use std::io::{Read, Write};

use bincode::{
    de::Decoder,
    enc::Encoder,
    error::{DecodeError, EncodeError},
    Decode, Encode,
};

use crate::errors::{Result, SaplingError};
use crate::grammar::Grammar;
use crate::lexicon::Lexicon;

const MODEL_MAGIC: &[u8] = b"SaplingModel 0.1\n";

/// Model data: a grammar and a lexicon.
#[derive(Clone, Debug)]
pub struct Model {
    pub(crate) grammar: Grammar,
    pub(crate) lexicon: Lexicon,
}

impl Model {
    pub const fn new(grammar: Grammar, lexicon: Lexicon) -> Self {
        Self { grammar, lexicon }
    }

    pub const fn grammar(&self) -> &Grammar {
        &self.grammar
    }

    pub const fn lexicon(&self) -> &Lexicon {
        &self.lexicon
    }

    pub fn into_parts(self) -> (Grammar, Lexicon) {
        (self.grammar, self.lexicon)
    }

    /// Exports the model data.
    ///
    /// # Arguments
    ///
    /// * `wtr` - Byte-oriented sink object.
    ///
    /// # Errors
    ///
    /// When `wtr` generates an error, it will be returned as is.
    pub fn write<W>(&self, wtr: &mut W) -> Result<()>
    where
        W: Write,
    {
        wtr.write_all(MODEL_MAGIC)?;
        bincode::encode_into_std_write(self, wtr, bincode::config::standard())?;
        Ok(())
    }

    /// Creates a model from a reader.
    ///
    /// # Arguments
    ///
    /// * `rdr` - A data source.
    ///
    /// # Returns
    ///
    /// A model data read from `rdr`.
    ///
    /// # Errors
    ///
    /// When `rdr` generates an error, it will be returned as is. If the data is not a model of
    /// this version, or a rule refers to an unknown symbol, [`SaplingError::InvalidModel`] will
    /// be returned.
    pub fn read<R>(rdr: &mut R) -> Result<Self>
    where
        R: Read,
    {
        let mut magic = [0; MODEL_MAGIC.len()];
        rdr.read_exact(&mut magic)?;
        if magic != MODEL_MAGIC {
            return Err(SaplingError::invalid_model(
                "model version mismatch or not a model file",
            ));
        }
        let model: Self = bincode::decode_from_std_read(rdr, bincode::config::standard())?;
        model.grammar.validate()?;
        Ok(model)
    }
}

impl Decode for Model {
    fn decode<D: Decoder>(decoder: &mut D) -> Result<Self, DecodeError> {
        Ok(Self {
            grammar: Decode::decode(decoder)?,
            lexicon: Decode::decode(decoder)?,
        })
    }
}

impl Encode for Model {
    fn encode<E: Encoder>(&self, encoder: &mut E) -> Result<(), EncodeError> {
        Encode::encode(&self.grammar, encoder)?;
        Encode::encode(&self.lexicon, encoder)?;
        Ok(())
    }
}

#[cfg(test)]
mod tests {
    use super::*;

    use crate::mini;
    use crate::parser::Parser;
    use crate::symbol::Symbol;

    #[test]
    fn test_write_read() {
        let model = mini::model().unwrap();
        let mut data = vec![];
        model.write(&mut data).unwrap();
        let model = Model::read(&mut data.as_slice()).unwrap();

        let (s, np, vp) = (Symbol::label("S"), Symbol::label("NP"), Symbol::label("VP"));
        assert_close!(
            0.9f64.ln(),
            model.grammar().binary_log_prob(&s, &np, &vp).unwrap()
        );
        assert_eq!(11, model.grammar().n_unary_rules() + model.grammar().n_binary_rules());
        assert_eq!(vec!["N", "P", "V"], model.lexicon().tags());

        let parser = Parser::from_model(model);
        let parse = parser.parse(&["fish", "people", "fish", "tanks"], "S").unwrap();
        assert_close!(0.00018522f64.ln(), parse.log_prob());
    }

    #[test]
    fn test_write_read_smoothed_lexicon() {
        let grammar = Grammar::from_rules([("S", "NN VBZ", 1.)]).unwrap();
        let lexicon = Lexicon::from_tagged_words([("dog", "NN"), ("barks", "VBZ")]);
        let model = Model::new(grammar, lexicon);
        let mut data = vec![];
        model.write(&mut data).unwrap();
        let decoded = Model::read(&mut data.as_slice()).unwrap();

        for (word, tag) in [("dog", "NN"), ("dog", "VBZ"), ("cat", "NN")] {
            assert_close!(
                model.lexicon().score(word, tag).unwrap(),
                decoded.lexicon().score(word, tag).unwrap()
            );
        }
    }

    #[test]
    fn test_read_invalid_magic() {
        let data = b"TreebankModel 9.9\n\0\0\0\0";
        let e = Model::read(&mut data.as_slice()).unwrap_err();
        assert_eq!(
            "InvalidModelError: model version mismatch or not a model file",
            e.to_string()
        );
    }

    #[test]
    fn test_read_truncated() {
        let model = mini::model().unwrap();
        let mut data = vec![];
        model.write(&mut data).unwrap();
        data.truncate(data.len() / 2);
        assert!(Model::read(&mut data.as_slice()).is_err());
    }

    #[test]
    fn test_read_rejects_unnormalized_unary_cycle() {
        let mut grammar = Grammar::default();
        let a = grammar.symbols.get_or_insert(&Symbol::label("A"));
        let b = grammar.symbols.get_or_insert(&Symbol::label("B"));
        grammar.unaries.entry(a).or_default().accumulate(b, 2.);
        grammar.unaries.entry(b).or_default().accumulate(a, 2.);
        let lexicon = Lexicon::from_rules([("B", "w", 1.)]).unwrap();
        let model = Model::new(grammar, lexicon);

        let mut data = vec![];
        model.write(&mut data).unwrap();
        let e = Model::read(&mut data.as_slice()).unwrap_err();
        assert_eq!(
            "InvalidModelError: rule table is not normalized",
            e.to_string()
        );
    }
}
+++++
Task brief = Could you restate word for word the lines above, from the one that contains "let mut grammar = Grammar::default();" through the one that contains "grammar.unaries.entry(b).or_default().accumulate(a, 2.);", and no others?

Solution =
        let mut grammar = Grammar::default();
        let a = grammar.symbols.get_or_insert(&Symbol::label("A"));
        let b = grammar.symbols.get_or_insert(&Symbol::label("B"));
        grammar.unaries.entry(a).or_default().accumulate(b, 2.);
        grammar.unaries.entry(b).or_default().accumulate(a, 2.);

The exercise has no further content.